Les auteurs, notamment Jonathan Deslauriers et Robert Gagné, concluent que la gestion active de la Caisse n’est « jamais parvenue à surclasser le rendement » qu’elle aurait obtenu en plaçant simplement les fonds selon une stratégie passive, définie par un indice de référence utilisé par une autre caisse de retraite canadienne, soit l’Office d’investissement du régime de pensions du Canada (Investissement RPC).

L’affirmation est grosse, très grosse. Elle signifie, en quelque sorte, que les décisions des dirigeants de la Caisse sont inutiles pour l’obtention de rendements, voire nuisibles, bref qu’on serait mieux servi en les mettant à la porte…

Voyons voir. D’abord, je ne m’attarderai pas à la comparaison des rendements absolus des grandes caisses de retraite canadiennes – la Caisse arrive en milieu de peloton sur 13 ans – pour une raison simple, que reconnaît l’étude : les caisses ont des cotisants bien différents, ce qui vient modifier considérablement leurs stratégies de placement, et donc le rendement qu’elles sont en mesure d’obtenir2.

Pour comparer, il est préférable de s’en remettre au rendement relatif, c’est-à-dire à la plus-value qu’obtiennent les caisses de retraite par rapport à des portefeuilles aux mêmes paramètres, qu’on appelle des indices de référence.

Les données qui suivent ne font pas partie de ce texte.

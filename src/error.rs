//! Errors reported by the pinning API.
//!
//! Every one of them is a programming error on the caller's side.  The primary API panics with
//! the `Display` text of the error; the `try_` variants hand the error back instead.

use std::fmt;

#[derive(Clone, Debug, PartialEq, Eq)]
pub enum PinError {
    /// The value given to `pin` does not denote managed memory.
    NotAPointer {
        /// The type of the rejected value.
        type_name: &'static str,
    },
    /// The handle has already been released.
    Released,
    /// The lifetime the handle was pinned in has already finished.
    FinishedLifetime {
        /// Which lifetime of the pinner the handle belongs to.
        generation: usize,
    },
}

impl fmt::Display for PinError {
    fn fmt(&self, f: &mut fmt::Formatter) -> fmt::Result {
        match self {
            PinError::NotAPointer { type_name } => {
                write!(f, "{} is not a pointer to managed memory", type_name)
            }
            PinError::Released => write!(f, "Pinned pointer has already been released"),
            PinError::FinishedLifetime { generation } => write!(
                f,
                "Pinned pointer belongs to lifetime {} which has already been unpinned",
                generation
            ),
        }
    }
}

impl std::error::Error for PinError {}
use criterion::black_box;
use criterion::criterion_group;
use criterion::criterion_main;
use criterion::Criterion;

use gcpin::{no_check, EscapeSlot, Pinner, PtrGuard};

fn bench_ptr_guard(c: &mut Criterion) {
    let value = Box::new([0u64; 8]);
    let mut cell: *mut u64 = std::ptr::null_mut();
    let slot = unsafe { EscapeSlot::from_ptr(&mut cell) };

    c.bench_function("ptr_guard_pin_release", |b| {
        b.iter(|| {
            let mut guard = PtrGuard::pin(&*value);
            guard.release();
        })
    });
    c.bench_function("ptr_guard_pin_poke_release", |b| {
        b.iter(|| {
            let mut guard = PtrGuard::pin(&*value);
            guard.poke(slot);
            guard.release();
        })
    });
}

fn bench_pinner(c: &mut Criterion) {
    let objects: Vec<Box<u64>> = (0..256).map(Box::new).collect();
    let pinner = Pinner::new();
    c.bench_function("pinner_256_pins_one_unpin", |b| {
        b.iter(|| {
            for object in objects.iter() {
                pinner.pin(&**object);
            }
            pinner.unpin();
        })
    });
}

fn bench_no_check(c: &mut Criterion) {
    c.bench_function("no_check", |b| b.iter(|| no_check(|| black_box(1))));
}

pub fn bench_main(c: &mut Criterion) {
    bench_ptr_guard(c);
    bench_pinner(c);
    bench_no_check(c);
}

criterion_group!(benches, bench_main);
criterion_main!(benches);
//! States of pinned regions and of pin lifetimes.

use bytemuck::NoUninit;
use strum_macros::{Display, IntoStaticStr};

/// The state of one pinned region.
///
/// A region is `Pinning` from the pin request until its restraint holds the object and has
/// parked.  It becomes `Released` once every escape slot written for it has been cleared and its
/// restraint has dropped the hold.  The state never goes backwards.
#[repr(u8)]
#[derive(Copy, Clone, Debug, PartialEq, Eq, Display, IntoStaticStr, NoUninit)]
#[cfg_attr(test, derive(strum_macros::EnumIter))]
pub enum PinState {
    Pinning,
    Pinned,
    Released,
}

/// The state of the current lifetime of a [`crate::Pinner`].
///
/// `Idle → Active → Finishing → Idle`.  A pinner is `Active` from its first pin until `unpin` is
/// called, `Finishing` while `unpin` waits for the restraints to drain, and `Idle` again after
/// that, ready for a new lifetime.
#[repr(u8)]
#[derive(Copy, Clone, Debug, PartialEq, Eq, Display, IntoStaticStr, NoUninit)]
#[cfg_attr(test, derive(strum_macros::EnumIter))]
pub enum LifetimeState {
    Idle,
    Active,
    Finishing,
}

Le hic, soutient l’étude, c’est que les indices choisis par les caisses de retraite sont définis à l’interne, avec une « rigueur variable ». L’étude s’en prend au cas des placements privés, qui composent 20 % du portefeuille de la Caisse de dépôt. Non seulement l’évaluation est définie à l’interne, sur la base de valeurs marchandes dites comparables, mais l’indice de comparaison n’est pas neutre, contrairement à ceux du marché boursier.

Pour juger du travail de la Caisse, les auteurs estiment donc qu’il faut comparer son rendement global à un indice passif, basé seulement sur les marchés boursiers et obligataires, comme celui qu’utilise le Régime de pensions du Canada (Investissement RPC), de l’Ontario.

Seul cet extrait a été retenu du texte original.